TASK PROMPT ▸ Would you please print the data a second time, exactly as it stands?

======== DATA PROVIDED ========

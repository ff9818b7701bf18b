//! Scan HUD widget.

use ratatui::{
    buffer::Buffer,
    layout::Rect,
    style::{Color, Style},
    widgets::{Block, Borders, Paragraph, Widget},
};

use crate::tui::FocusPanel;

/// Shows the capture tool's screen as of the last frame.
pub struct HudWidget<'a> {
    frame: &'a str,
    title: String,
    scroll: u16,
    focused: bool,
}

impl<'a> HudWidget<'a> {
    /// Create a HUD widget for `frame`.
    pub fn new(frame: &'a str, wifi_card: &str, scanner_on: bool, focus: FocusPanel) -> Self {
        let state = if scanner_on { "scanning" } else { "idle" };
        Self {
            frame,
            title: format!(" Scan: {} ({}) ", wifi_card, state),
            scroll: 0,
            focused: focus == FocusPanel::Hud,
        }
    }

    /// Scroll offset in lines.
    pub fn scroll(mut self, scroll: u16) -> Self {
        self.scroll = scroll;
        self
    }
}

impl Widget for HudWidget<'_> {
    fn render(self, area: Rect, buf: &mut Buffer) {
        let border_style = if self.focused {
            Style::default().fg(Color::Yellow)
        } else {
            Style::default().fg(Color::DarkGray)
        };
        let block = Block::default()
            .title(self.title)
            .borders(Borders::ALL)
            .border_style(border_style);

        let body = if self.frame.is_empty() {
            "No scan output yet"
        } else {
            self.frame
        };

        Paragraph::new(body)
            .block(block)
            .style(Style::default().fg(Color::Green))
            .scroll((self.scroll, 0))
            .render(area, buf);
    }
}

========

RESULT FOR THIS TASK ▸
repository ff9818b7701bf18b
//! Scan HUD widget.

use ratatui::{
    buffer::Buffer,
    layout::Rect,
    style::{Color, Style},
    widgets::{Block, Borders, Paragraph, Widget},
};

use crate::tui::FocusPanel;

/// Shows the capture tool's screen as of the last frame.
pub struct HudWidget<'a> {
    frame: &'a str,
    title: String,
    scroll: u16,
    focused: bool,
}

impl<'a> HudWidget<'a> {
    /// Create a HUD widget for `frame`.
    pub fn new(frame: &'a str, wifi_card: &str, scanner_on: bool, focus: FocusPanel) -> Self {
        let state = if scanner_on { "scanning" } else { "idle" };
        Self {
            frame,
            title: format!(" Scan: {} ({}) ", wifi_card, state),
            scroll: 0,
            focused: focus == FocusPanel::Hud,
        }
    }

    /// Scroll offset in lines.
    pub fn scroll(mut self, scroll: u16) -> Self {
        self.scroll = scroll;
        self
    }
}

impl Widget for HudWidget<'_> {
    fn render(self, area: Rect, buf: &mut Buffer) {
        let border_style = if self.focused {
            Style::default().fg(Color::Yellow)
        } else {
            Style::default().fg(Color::DarkGray)
        };
        let block = Block::default()
            .title(self.title)
            .borders(Borders::ALL)
            .border_style(border_style);

        let body = if self.frame.is_empty() {
            "No scan output yet"
        } else {
            self.frame
        };

        Paragraph::new(body)
            .block(block)
            .style(Style::default().fg(Color::Green))
            .scroll((self.scroll, 0))
            .render(area, buf);
    }
}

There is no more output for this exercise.